Cyber criminals and other threat actors are looking to kick their activities into a higher gear as three major upcoming events provide the perfect opportunities to launch phishing and other cyber-attacks.
Don’t score an own goal this World Cup
The FIFA World Cup in Qatar starts this Sunday and threat actors will be stepping up their attempts to defraud football fans. Beware emails and text messages promising tickets, prizes and other rewards related to the tournament as chances are they are phishing attempts.
Whenever a significant event occurs threat actors seek to incorporate them into their campaigns. With the World Cup the biggest sporting event in the calendar and set to be viewed by billions it makes it the perfect event for them to try and cash in on.
A favourite tactic seen in previous World Cups are the use of domains designed to impersonate tournament sponsors and its brand. They are then used to send phishing emails or dupe visitors into clicking on malicious links.
Cyber-attacks by hacktivist and/or state sponsored groups could also be an issue with this World Cup as environmental and human rights groups could use it as an opportunity to cause disruption and spread their messages. On the state sponsored front Russian or Ukrainian hacker groups could use the tournament as a way to cause disruption and draw attention to the war in Ukraine.
Black Friday and Cyber Monday Scams
In what has become something of an annual tradition in the cyber security world are the yearly warnings over the upcoming Black Friday and Cyber Monday sales.
Both sales have become the largest online retail events of the year as people seek bargains and take advantage of substantial discounts. With the cost of living crisis we can expect to see more people than usual looking to take advantage of the sales in the run to the end of year holiday season.
A report released by the NCSC warned that its Active Cyber Defence programme identified over 4,100 online retail websites that were unknowingly hosting credit card skimmers that exploit vulnerabilities in checkout software and diverts payments and steals data. Many of these retail sites are thought to have been compromised by a well-known vulnerability in Adobe’s Magento product.
We can expect this number to have increased in recent weeks as threat actors step up their preparations for the sales and as retailers continue to fail to patch the vulnerability.
You should be wary of websites, social media pages and apps impersonating official World Cup properties as many are likely to be phishing websites designed to steal a victims details or install malware.

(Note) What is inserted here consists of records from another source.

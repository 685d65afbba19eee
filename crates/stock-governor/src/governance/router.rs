use std::sync::Arc;

use axum::{
    extract::State,
    http::StatusCode,
    response::{IntoResponse, Response},
    routing::post,
    Router,
};
use serde::Serialize;
use serde_json::json;
use tracing::error;

use super::service::{AutoTuneRequest, BestSpreadRequest, GovernanceService, ServiceError};
use crate::allocation::Allocator;
use crate::guardrails::DecisionContext;

/// Router builder exposing guardrail evaluation and configuration sweeps.
pub fn governance_router<A>(service: Arc<GovernanceService<A>>) -> Router
where
    A: Allocator + ?Sized + 'static,
{
    Router::new()
        .route("/api/v1/guardrails/evaluate", post(evaluate_handler::<A>))
        .route("/api/v1/allocation/best-spread", post(best_spread_handler::<A>))
        .route("/api/v1/allocation/autotune", post(autotune_handler::<A>))
        .with_state(service)
}

pub(crate) async fn evaluate_handler<A>(
    State(service): State<Arc<GovernanceService<A>>>,
    axum::Json(context): axum::Json<DecisionContext>,
) -> Response
where
    A: Allocator + ?Sized + 'static,
{
    respond(service.evaluate_guardrails(&context))
}

pub(crate) async fn best_spread_handler<A>(
    State(service): State<Arc<GovernanceService<A>>>,
    axum::Json(request): axum::Json<BestSpreadRequest>,
) -> Response
where
    A: Allocator + ?Sized + 'static,
{
    match tokio::task::spawn_blocking(move || service.best_spread(request)).await {
        Ok(outcome) => respond(outcome),
        Err(join_error) => sweep_aborted(join_error),
    }
}

pub(crate) async fn autotune_handler<A>(
    State(service): State<Arc<GovernanceService<A>>>,
    axum::Json(request): axum::Json<AutoTuneRequest>,
) -> Response
where
    A: Allocator + ?Sized + 'static,
{
    match tokio::task::spawn_blocking(move || service.autotune(request)).await {
        Ok(outcome) => respond(outcome),
        Err(join_error) => sweep_aborted(join_error),
    }
}

fn respond<T: Serialize>(outcome: Result<T, ServiceError>) -> Response {
    match outcome {
        Ok(body) => (StatusCode::OK, axum::Json(body)).into_response(),
        Err(err) if err.is_client_error() => {
            let payload = json!({
                "error": err.to_string(),
            });
            (StatusCode::UNPROCESSABLE_ENTITY, axum::Json(payload)).into_response()
        }
        Err(err) => {
            error!(error = %err, "governance request failed");
            let payload = json!({
                "error": err.to_string(),
            });
            (StatusCode::INTERNAL_SERVER_ERROR, axum::Json(payload)).into_response()
        }
    }
}

fn sweep_aborted(join_error: tokio::task::JoinError) -> Response {
    error!(error = %join_error, "sweep task aborted");
    let payload = json!({
        "error": "sweep aborted",
    });
    (StatusCode::INTERNAL_SERVER_ERROR, axum::Json(payload)).into_response()
}
use crate::allocation::DatasetError;
use crate::config::ConfigError;
use crate::governance::ServiceError;
use crate::telemetry::TelemetryError;
use axum::http::StatusCode;
use axum::response::{IntoResponse, Response};
use axum::Json;
use serde_json::json;
use std::fmt;

#[derive(Debug)]
pub enum AppError {
    Config(ConfigError),
    Telemetry(TelemetryError),
    Io(std::io::Error),
    Server(axum::Error),
    Dataset(DatasetError),
    Governance(ServiceError),
    Json(serde_json::Error),
}

impl fmt::Display for AppError {
    fn fmt(&self, f: &mut fmt::Formatter<'_>) -> fmt::Result {
        match self {
            AppError::Config(err) => write!(f, "configuration error: {}", err),
            AppError::Telemetry(err) => write!(f, "telemetry error: {}", err),
            AppError::Io(err) => write!(f, "io error: {}", err),
            AppError::Server(err) => write!(f, "server error: {}", err),
            AppError::Dataset(err) => write!(f, "dataset error: {}", err),
            AppError::Governance(err) => write!(f, "governance error: {}", err),
            AppError::Json(err) => write!(f, "json error: {}", err),
        }
    }
}

impl std::error::Error for AppError {
    fn source(&self) -> Option<&(dyn std::error::Error + 'static)> {
        match self {
            AppError::Config(err) => Some(err),
            AppError::Telemetry(err) => Some(err),
            AppError::Io(err) => Some(err),
            AppError::Server(err) => Some(err),
            AppError::Dataset(err) => Some(err),
            AppError::Governance(err) => Some(err),
            AppError::Json(err) => Some(err),
        }
    }
}

impl IntoResponse for AppError {
    fn into_response(self) -> Response {
        let status = match &self {
            AppError::Dataset(_) | AppError::Json(_) => StatusCode::BAD_REQUEST,
            AppError::Governance(err) if err.is_client_error() => {
                StatusCode::UNPROCESSABLE_ENTITY
            }
            AppError::Governance(_)
            | AppError::Config(_)
            | AppError::Telemetry(_)
            | AppError::Io(_)
            | AppError::Server(_) => StatusCode::INTERNAL_SERVER_ERROR,
        };

        let body = Json(json!({ "error": self.to_string() }));
        (status, body).into_response()
    }
}

impl From<ConfigError> for AppError {
    fn from(value: ConfigError) -> Self {
        Self::Config(value)
    }
}

impl From<TelemetryError> for AppError {
    fn from(value: TelemetryError) -> Self {
        Self::Telemetry(value)
    }
}

impl From<std::io::Error> for AppError {
    fn from(value: std::io::Error) -> Self {
        Self::Io(value)
    }
}

impl From<axum::Error> for AppError {
    fn from(value: axum::Error) -> Self {
        Self::Server(value)
    }
}

impl From<DatasetError> for AppError {
    fn from(value: DatasetError) -> Self {
        Self::Dataset(value)
    }
}

impl From<ServiceError> for AppError {
    fn from(value: ServiceError) -> Self {
        Self::Governance(value)
    }
}

impl From<serde_json::Error> for AppError {
    fn from(value: serde_json::Error) -> Self {
        Self::Json(value)
    }
}
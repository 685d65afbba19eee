//! Service facade and HTTP surface tying guardrails and sweeps together.

pub mod router;
pub mod service;

#[cfg(test)]
mod tests;

pub use router::governance_router;
pub use service::{
    AutoTuneRequest, BestSpreadRequest, BestSpreadResponse, GovernanceService, ServiceError,
    SweepRequest,
};
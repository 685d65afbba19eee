use crate::cli::ServeArgs;
use crate::infra::{AppState, VelocityWeightedAllocator};
use crate::routes::with_governance_routes;
use axum::Extension;
use axum_prometheus::PrometheusMetricLayer;
use std::sync::atomic::Ordering;
use std::sync::Arc;
use stock_governor::config::AppConfig;
use stock_governor::error::AppError;
use stock_governor::governance::GovernanceService;
use stock_governor::telemetry;
use tracing::info;

pub(crate) async fn run(mut args: ServeArgs) -> Result<(), AppError> {
    let mut config = AppConfig::load()?;

    if let Some(host) = args.host.take() {
        config.server.host = host;
    }
    if let Some(port) = args.port.take() {
        config.server.port = port;
    }

    telemetry::init(&config.telemetry)?;

    let (prometheus_layer, prometheus_handle) = PrometheusMetricLayer::pair();
    let readiness_flag = Arc::new(std::sync::atomic::AtomicBool::new(false));
    let app_state = AppState {
        readiness: readiness_flag.clone(),
        metrics: Arc::new(prometheus_handle),
    };

    let governance = Arc::new(GovernanceService::new(
        Arc::new(VelocityWeightedAllocator),
        &config.guardrails,
        config.sweep.clone(),
    )?);
    info!(
        rails = ?governance.chain().codes(),
        max_runs = config.sweep.max_runs,
        "guardrail chain assembled"
    );

    let app = with_governance_routes(governance)
        .layer(Extension(app_state))
        .layer(prometheus_layer);

    let addr = config.server.socket_addr()?;
    let listener = tokio::net::TcpListener::bind(addr).await?;
    readiness_flag.store(true, Ordering::Release);

    info!(?config.environment, %addr, "stock governor ready");

    axum::serve(listener, app).await?;
    Ok(())
}
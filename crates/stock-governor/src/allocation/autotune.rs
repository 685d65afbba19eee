use chrono::{DateTime, Utc};
use serde::Serialize;

use super::allocator::{AllocationConfig, Allocator};
use super::dataset::Dataset;
use super::fairness::round6;
use super::grid::ConfigGrid;
use super::metrics::RunMetrics;
use super::sweep::{Objective, SweepEngine};

const OUTLET_SHARE: f64 = 0.5;
const PRODUCT_SHARE: f64 = 0.3;
const COVERAGE_SHARE: f64 = 0.2;

/// Single-objective heuristic: mostly evenness, with a nudge towards plans
/// that reach more of the outlet network.
#[derive(Debug, Clone, Copy, PartialEq)]
pub struct HeuristicObjective {
    outlets_in_dataset: usize,
}

impl HeuristicObjective {
    pub fn for_dataset(dataset: &Dataset) -> Self {
        Self {
            outlets_in_dataset: dataset.outlets().len(),
        }
    }

    fn coverage(&self, metrics: &RunMetrics) -> f64 {
        if self.outlets_in_dataset == 0 {
            0.0
        } else {
            (metrics.outlets_affected as f64 / self.outlets_in_dataset as f64).min(1.0)
        }
    }
}

impl Objective for HeuristicObjective {
    fn score(&self, metrics: &RunMetrics) -> f64 {
        round6(
            OUTLET_SHARE * metrics.fairness_outlet
                + PRODUCT_SHARE * metrics.fairness_product_avg
                + COVERAGE_SHARE * self.coverage(metrics),
        )
    }
}

#[derive(Debug, Clone, PartialEq, Serialize)]
pub struct AutoTuneEntry {
    pub config: AllocationConfig,
    pub metrics: RunMetrics,
    pub score: f64,
    pub fairness: f64,
}

#[derive(Debug, Clone, PartialEq, Serialize)]
pub struct AutoTuneReport {
    pub best: Option<AutoTuneEntry>,
    pub results: Vec<AutoTuneEntry>,
    pub failed_runs: usize,
    pub generated_at: DateTime<Utc>,
}

/// Simpler tuning variant ranking grid points by [`HeuristicObjective`].
#[derive(Debug, Clone, Copy, PartialEq, Eq)]
pub struct AutoTuner {
    engine: SweepEngine,
}

impl AutoTuner {
    pub fn new(engine: SweepEngine) -> Self {
        Self { engine }
    }

    pub fn tune<A>(&self, dataset: &Dataset, grid: &ConfigGrid, allocator: &A) -> AutoTuneReport
    where
        A: Allocator + ?Sized,
    {
        let objective = HeuristicObjective::for_dataset(dataset);
        let report = self.engine.sweep(dataset, grid, &objective, allocator);

        let mut results: Vec<AutoTuneEntry> = report
            .runs
            .into_iter()
            .filter(|run| run.is_ok())
            .map(|run| AutoTuneEntry {
                fairness: run.metrics.fairness_outlet,
                config: run.params,
                metrics: run.metrics,
                score: run.score,
            })
            .collect();
        results.sort_by(|a, b| b.score.total_cmp(&a.score));

        AutoTuneReport {
            best: results.first().cloned(),
            results,
            failed_runs: report.summary.failed_runs,
            generated_at: report.generated_at,
        }
    }
}
use serde::{Deserialize, Serialize};
use std::collections::BTreeMap;
use std::fmt;

use super::dataset::Product;

/// How outlet demand is turned into allocation weights.
#[derive(Debug, Clone, Copy, PartialEq, Eq, Hash, Serialize, Deserialize)]
#[serde(rename_all = "snake_case")]
pub enum WeightMethod {
    Power,
    Softmax,
}

impl WeightMethod {
    pub fn label(&self) -> &'static str {
        match self {
            WeightMethod::Power => "power",
            WeightMethod::Softmax => "softmax",
        }
    }
}

impl fmt::Display for WeightMethod {
    fn fmt(&self, f: &mut fmt::Formatter<'_>) -> fmt::Result {
        f.pad(self.label())
    }
}

/// One grid point handed to the allocator.
#[derive(Debug, Clone, PartialEq, Serialize, Deserialize)]
pub struct AllocationConfig {
    pub reserve_percent: f64,
    /// `0` means unbounded.
    pub max_per_product: u32,
    pub weight_method: WeightMethod,
    pub weight_gamma: f64,
    pub dynamic_top_k: u8,
    pub min_lines: u32,
    pub reserve_min_units: u32,
    pub softmax_tau: f64,
}

/// One allocated row in the flat response shape.
#[derive(Debug, Clone, PartialEq, Serialize, Deserialize)]
pub struct AllocationLine {
    pub outlet_id: String,
    pub quantity: i64,
}

/// One outlet entry of a decision trace.
#[derive(Debug, Clone, PartialEq, Serialize, Deserialize)]
pub struct TraceRow {
    pub outlet_id: String,
    pub reason: String,
    #[serde(default)]
    pub allocated_qty: i64,
}

#[derive(Debug, Clone, Default, PartialEq, Serialize, Deserialize)]
pub struct ProductTrace {
    #[serde(default)]
    pub outlets: Vec<TraceRow>,
}

/// Allocator response. Allocators answer either with flat `allocations` or,
/// as a fallback, with a `decision_trace` whose `allocated` rows carry the
/// quantities.
#[derive(Debug, Clone, Default, PartialEq, Serialize, Deserialize)]
pub struct AllocationResult {
    #[serde(default, skip_serializing_if = "Option::is_none")]
    pub allocations: Option<BTreeMap<String, Vec<AllocationLine>>>,
    #[serde(default, skip_serializing_if = "Option::is_none")]
    pub decision_trace: Option<BTreeMap<String, ProductTrace>>,
}

pub(crate) const ALLOCATED_REASON: &str = "allocated";

impl AllocationResult {
    pub fn from_allocations(allocations: BTreeMap<String, Vec<AllocationLine>>) -> Self {
        Self {
            allocations: Some(allocations),
            decision_trace: None,
        }
    }

    pub fn from_trace(decision_trace: BTreeMap<String, ProductTrace>) -> Self {
        Self {
            allocations: None,
            decision_trace: Some(decision_trace),
        }
    }

    /// Flattens either shape into `(product_id, outlet_id, quantity)` rows.
    /// Flat allocations win when both are present and non-empty.
    pub fn rows(&self) -> Vec<(&str, &str, i64)> {
        if let Some(allocations) = self.allocations.as_ref().filter(|map| !map.is_empty()) {
            return allocations
                .iter()
                .flat_map(|(product_id, lines)| {
                    lines.iter().map(move |line| {
                        (product_id.as_str(), line.outlet_id.as_str(), line.quantity)
                    })
                })
                .collect();
        }

        self.decision_trace
            .iter()
            .flatten()
            .flat_map(|(product_id, trace)| {
                trace
                    .outlets
                    .iter()
                    .filter(|row| row.reason == ALLOCATED_REASON)
                    .map(move |row| {
                        (product_id.as_str(), row.outlet_id.as_str(), row.allocated_qty)
                    })
            })
            .collect()
    }
}

#[derive(Debug, Clone, PartialEq, thiserror::Error)]
pub enum AllocationError {
    #[error("allocator timed out after {after_ms} ms")]
    Timeout { after_ms: u64 },
    #[error("allocator returned an unusable response: {0}")]
    InvalidOutput(String),
    #[error("allocator failed: {0}")]
    Failed(String),
}

/// Port to the external stock-allocation function. The sweep hands every
/// call its own copy of the products.
pub trait Allocator: Send + Sync {
    fn allocate(
        &self,
        config: &AllocationConfig,
        products: Vec<Product>,
    ) -> Result<AllocationResult, AllocationError>;
}

impl<F> Allocator for F
where
    F: Fn(&AllocationConfig, Vec<Product>) -> Result<AllocationResult, AllocationError>
        + Send
        + Sync,
{
    fn allocate(
        &self,
        config: &AllocationConfig,
        products: Vec<Product>,
    ) -> Result<AllocationResult, AllocationError> {
        self(config, products)
    }
}
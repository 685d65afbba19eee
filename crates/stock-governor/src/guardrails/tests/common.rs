use std::sync::atomic::{AtomicUsize, Ordering};
use std::sync::Arc;

use crate::config::GuardrailConfig;
use crate::guardrails::{
    DecisionContext, Guardrail, GuardrailChain, RailError, RailOutcome, RailStatus,
};

/// Rail returning a canned status and counting how often it ran.
pub(super) struct FixedRail {
    code: String,
    status: RailStatus,
    calls: Arc<AtomicUsize>,
}

impl FixedRail {
    pub(super) fn new(code: &str, status: RailStatus) -> Self {
        Self {
            code: code.to_string(),
            status,
            calls: Arc::new(AtomicUsize::new(0)),
        }
    }

    pub(super) fn counter(&self) -> Arc<AtomicUsize> {
        self.calls.clone()
    }
}

impl Guardrail for FixedRail {
    fn code(&self) -> &str {
        &self.code
    }

    fn evaluate(&self, _context: &DecisionContext) -> Result<RailOutcome, RailError> {
        self.calls.fetch_add(1, Ordering::SeqCst);
        Ok(RailOutcome::new(
            self.status,
            format!("{} returned {}", self.code, self.status),
        ))
    }
}

pub(super) struct BrokenRail(pub(super) &'static str);

impl Guardrail for BrokenRail {
    fn code(&self) -> &str {
        self.0
    }

    fn evaluate(&self, _context: &DecisionContext) -> Result<RailOutcome, RailError> {
        Err(RailError::Failed("upstream signal store unavailable".to_string()))
    }
}

pub(super) fn chain_of(rails: Vec<FixedRail>) -> GuardrailChain {
    let mut chain = GuardrailChain::new();
    for rail in rails {
        chain.register(rail).expect("unique codes");
    }
    chain
}

pub(super) fn statuses(count: usize, status: RailStatus, prefix: &str) -> Vec<FixedRail> {
    (0..count)
        .map(|index| FixedRail::new(&format!("{prefix}_{index:02}"), status))
        .collect()
}

pub(super) fn guardrail_config() -> GuardrailConfig {
    GuardrailConfig::default()
}

pub(super) fn price_context(cost: f64, current: f64, candidate: f64) -> DecisionContext {
    DecisionContext::new()
        .with("cost", cost)
        .with("current_price", current)
        .with("candidate_price", candidate)
}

As with many aspects of cyber security the first stage of reducing the threat is common sense and vigilance. If you think something is too good to be true then chances are it is. Only use trusted sources and official channels for your World Cup fix and be wary of websites promising massive discounts. Attackers know that 'too good to be true' offers are excellent bait to hook in unsuspecting shoppers.
Be aware of lookalike domains, shop from reliable retailers and keep an eye out for emails requesting password resets or other account changes that have an urgency to them. Never click a link that you do not trust and always verify that a site is legit before making a purchase.